[Collection entries]
"""

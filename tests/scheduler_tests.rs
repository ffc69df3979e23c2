use std::time::Duration;

use procpulse::system::error::{ProcessError, SamplingError};
use procpulse::system::history::{ChangeAnnotation, ProcessRow};
use procpulse::system::sampler::SeriesView;
use procpulse::system::scheduler::{
    DisplayAdapter, RefreshConfig, RefreshScheduler, SchedulerState, Tick,
};
use procpulse::system::source::{MetricSource, ProcessSource, RawProcess};
use tokio::time::Instant;

/// Replays one frame per capture, repeating the last frame once exhausted.
struct ScriptedProcesses {
    frames: Vec<Vec<Result<RawProcess, ProcessError>>>,
    calls: usize,
}

impl ScriptedProcesses {
    fn new(frames: &[&[(u32, u64)]]) -> Self {
        let frames = frames
            .iter()
            .map(|frame| {
                frame
                    .iter()
                    .map(|&(pid, resident_bytes)| {
                        Ok(RawProcess {
                            pid,
                            name: format!("proc_{pid}"),
                            cpu_percent: 0.0,
                            resident_bytes,
                        })
                    })
                    .collect()
            })
            .collect();
        Self { frames, calls: 0 }
    }
}

impl ProcessSource for ScriptedProcesses {
    fn list_processes(&mut self) -> Vec<Result<RawProcess, ProcessError>> {
        let index = self.calls.min(self.frames.len() - 1);
        self.calls += 1;
        self.frames[index].clone()
    }
}

struct SteadyMetrics;

impl MetricSource for SteadyMetrics {
    fn system_cpu_percent(&mut self, _window: Duration) -> Result<f32, SamplingError> {
        Ok(25.0)
    }

    fn system_memory_percent(&mut self) -> Result<f32, SamplingError> {
        Ok(60.0)
    }
}

struct BrokenMetrics;

impl MetricSource for BrokenMetrics {
    fn system_cpu_percent(&mut self, _window: Duration) -> Result<f32, SamplingError> {
        Err(SamplingError::CpuUnavailable)
    }

    fn system_memory_percent(&mut self) -> Result<f32, SamplingError> {
        Err(SamplingError::MemoryUnavailable)
    }
}

/// Holds every CPU measurement for a fixed wall-clock time.
struct SlowMetrics(Duration);

impl MetricSource for SlowMetrics {
    fn system_cpu_percent(&mut self, _window: Duration) -> Result<f32, SamplingError> {
        std::thread::sleep(self.0);
        Ok(40.0)
    }

    fn system_memory_percent(&mut self) -> Result<f32, SamplingError> {
        Ok(55.0)
    }
}

#[derive(Default)]
struct RecordingDisplay {
    row_batches: Vec<(Instant, Vec<(u32, ChangeAnnotation)>)>,
    series: Vec<SeriesView>,
}

impl DisplayAdapter for RecordingDisplay {
    fn render_process_rows(&mut self, rows: &[ProcessRow]) {
        let mut batch: Vec<_> = rows
            .iter()
            .map(|r| (r.record.pid, r.annotation))
            .collect();
        batch.sort_by_key(|(pid, _)| *pid);
        self.row_batches.push((Instant::now(), batch));
    }

    fn render_series(&mut self, series: &SeriesView) {
        self.series.push(series.clone());
    }
}

fn config(process_ms: u64, highlight_ms: u64) -> RefreshConfig {
    RefreshConfig {
        process_interval: Duration::from_millis(process_ms),
        graph_interval: Duration::from_millis(1000),
        highlight_duration: Duration::from_millis(highlight_ms),
        sample_window: Duration::ZERO,
        sample_pause: Duration::from_millis(1000),
        series_capacity: 0,
        evict_stale_history: true,
    }
}

async fn drive_until<P, F>(
    scheduler: &mut RefreshScheduler<P>,
    display: &mut RecordingDisplay,
    mut done: F,
) -> Vec<Tick>
where
    P: ProcessSource,
    F: FnMut(&RecordingDisplay) -> bool,
{
    let mut ticks = Vec::new();
    while !done(display) {
        let tick = scheduler.next_tick().await.expect("scheduler is running");
        scheduler.dispatch(tick, display);
        ticks.push(tick);
    }
    ticks
}

#[tokio::test(start_paused = true)]
async fn changed_row_is_highlighted_then_reverts() {
    let source = ScriptedProcesses::new(&[&[(10, 50), (20, 100)], &[(10, 75), (20, 100)]]);
    let mut scheduler = RefreshScheduler::start(source, SteadyMetrics, &config(2000, 1000));
    let mut display = RecordingDisplay::default();
    let start = Instant::now();

    // Initial capture, the changed capture, then the highlight expiry.
    drive_until(&mut scheduler, &mut display, |d| d.row_batches.len() >= 3).await;

    let (_, first) = &display.row_batches[0];
    assert_eq!(
        first,
        &vec![(10, ChangeAnnotation::Unchanged), (20, ChangeAnnotation::Unchanged)]
    );

    let (changed_at, second) = &display.row_batches[1];
    assert_eq!(
        second,
        &vec![(10, ChangeAnnotation::Changed), (20, ChangeAnnotation::Unchanged)]
    );
    assert_eq!(*changed_at - start, Duration::from_millis(2000));

    let (reverted_at, third) = &display.row_batches[2];
    assert_eq!(
        third,
        &vec![(10, ChangeAnnotation::Unchanged), (20, ChangeAnnotation::Unchanged)]
    );
    assert_eq!(*reverted_at - *changed_at, Duration::from_millis(1000));

    scheduler.stop().await;
}

#[tokio::test(start_paused = true)]
async fn highlights_expire_independently() {
    // pid 10 changes on the second capture, pid 20 on the third.
    let source = ScriptedProcesses::new(&[
        &[(10, 1), (20, 1)],
        &[(10, 2), (20, 1)],
        &[(10, 2), (20, 2)],
    ]);
    let mut scheduler = RefreshScheduler::start(source, SteadyMetrics, &config(1000, 1500));
    let mut display = RecordingDisplay::default();
    let start = Instant::now();

    drive_until(&mut scheduler, &mut display, |d| {
        d.row_batches
            .last()
            .is_some_and(|(at, _)| *at - start >= Duration::from_millis(2500))
    })
    .await;

    let at = |ms: u64| {
        display
            .row_batches
            .iter()
            .rev()
            .find(|(t, _)| *t - start <= Duration::from_millis(ms))
            .map(|(_, rows)| rows.clone())
            .expect("a batch was delivered")
    };

    assert_eq!(
        at(1000),
        vec![(10, ChangeAnnotation::Changed), (20, ChangeAnnotation::Unchanged)]
    );
    // pid 10 is still inside its window when pid 20 lights up.
    assert_eq!(
        at(2000),
        vec![(10, ChangeAnnotation::Changed), (20, ChangeAnnotation::Changed)]
    );
    // pid 10 expires at 2500 while pid 20 keeps its highlight until 3500.
    assert_eq!(
        at(2500),
        vec![(10, ChangeAnnotation::Unchanged), (20, ChangeAnnotation::Changed)]
    );

    scheduler.stop().await;
}

#[tokio::test(start_paused = true)]
async fn expired_highlight_does_not_relight_unchanged_row() {
    let source = ScriptedProcesses::new(&[&[(10, 50)], &[(10, 75)], &[(10, 75)]]);
    let mut scheduler = RefreshScheduler::start(source, SteadyMetrics, &config(60_000, 1000));
    let t0 = Instant::now();

    scheduler.refresh_processes(t0);
    let rows = scheduler.refresh_processes(t0);
    assert_eq!(rows[0].annotation, ChangeAnnotation::Changed);

    // The expiry tick was never dispatched, so the timer is only overdue.
    let rows = scheduler.refresh_processes(t0 + Duration::from_millis(1500));
    assert_eq!(rows[0].annotation, ChangeAnnotation::Unchanged);

    scheduler.stop().await;
}

#[tokio::test(start_paused = true)]
async fn vanished_process_cancels_its_highlight() {
    let source = ScriptedProcesses::new(&[&[(10, 1), (20, 1)], &[(10, 2), (20, 1)], &[(20, 1)]]);
    let mut scheduler = RefreshScheduler::start(source, SteadyMetrics, &config(1000, 1500));
    let mut display = RecordingDisplay::default();

    let ticks = drive_until(&mut scheduler, &mut display, |d| d.row_batches.len() >= 4).await;

    assert!(
        !ticks.contains(&Tick::HighlightExpiry),
        "timer for the vanished row should have been cancelled"
    );
    assert_eq!(scheduler.rows().len(), 1);
    assert!(scheduler.history().get(10).is_none());

    scheduler.stop().await;
}

#[tokio::test(start_paused = true)]
async fn graph_cycle_delivers_growing_series() {
    let source = ScriptedProcesses::new(&[&[(1, 1)]]);
    let mut scheduler = RefreshScheduler::start(source, SteadyMetrics, &config(2000, 1000));
    let mut display = RecordingDisplay::default();

    drive_until(&mut scheduler, &mut display, |d| {
        d.series.last().is_some_and(|s| s.cpu.len() >= 3)
    })
    .await;

    for pair in display.series.windows(2) {
        assert!(pair[0].cpu.len() <= pair[1].cpu.len());
    }
    let last = display.series.last().unwrap();
    assert_eq!(last.first_index, 0);
    assert_eq!(last.cpu.len(), last.memory.len());
    assert!(last.cpu.iter().all(|v| *v == 25.0));
    assert!(last.memory.iter().all(|v| *v == 60.0));

    scheduler.stop().await;
}

#[tokio::test(start_paused = true)]
async fn failing_sampler_does_not_stop_process_rows() {
    let source = ScriptedProcesses::new(&[&[(1, 1), (2, 2)]]);
    let mut scheduler = RefreshScheduler::start(source, BrokenMetrics, &config(2000, 1000));
    let mut display = RecordingDisplay::default();

    drive_until(&mut scheduler, &mut display, |d| {
        d.row_batches.len() >= 3 && d.series.len() >= 3
    })
    .await;

    assert!(display.series.iter().all(|s| s.cpu.is_empty()));
    assert_eq!(display.row_batches[2].1.len(), 2);

    scheduler.stop().await;
}

#[tokio::test(start_paused = true)]
async fn stop_is_terminal_and_idempotent() {
    let source = ScriptedProcesses::new(&[&[(1, 1)]]);
    let mut scheduler = RefreshScheduler::start(source, SteadyMetrics, &config(2000, 1000));
    assert_eq!(scheduler.state(), SchedulerState::Running);

    scheduler.stop().await;
    assert_eq!(scheduler.state(), SchedulerState::Stopped);
    assert_eq!(scheduler.next_tick().await, None);

    let samples = scheduler.series().lock().len();
    tokio::time::sleep(Duration::from_secs(10)).await;
    assert_eq!(scheduler.series().lock().len(), samples);

    scheduler.stop().await;
    assert_eq!(scheduler.state(), SchedulerState::Stopped);
}

#[tokio::test]
async fn stop_waits_for_in_flight_sample() {
    let source = ScriptedProcesses::new(&[&[(1, 1)]]);
    let config = RefreshConfig {
        sample_pause: Duration::from_secs(60),
        ..config(60_000, 1000)
    };
    let metrics = SlowMetrics(Duration::from_millis(300));
    let mut scheduler = RefreshScheduler::start(source, metrics, &config);

    // Let the first measurement get underway.
    tokio::time::sleep(Duration::from_millis(50)).await;
    let before = scheduler.series().lock().len();

    scheduler.stop().await;
    let after = scheduler.series().lock().len();
    assert_eq!(after, before + 1);

    tokio::time::sleep(Duration::from_millis(400)).await;
    assert_eq!(scheduler.series().lock().len(), after);
}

"""

> **WORK TASK**
Wherever the word "measurement" appears in the entries above, copy that line.

> **SOLUTION BELOW**
/// Holds every CPU measurement for a fixed wall-clock time.
    // Let the first measurement get underway.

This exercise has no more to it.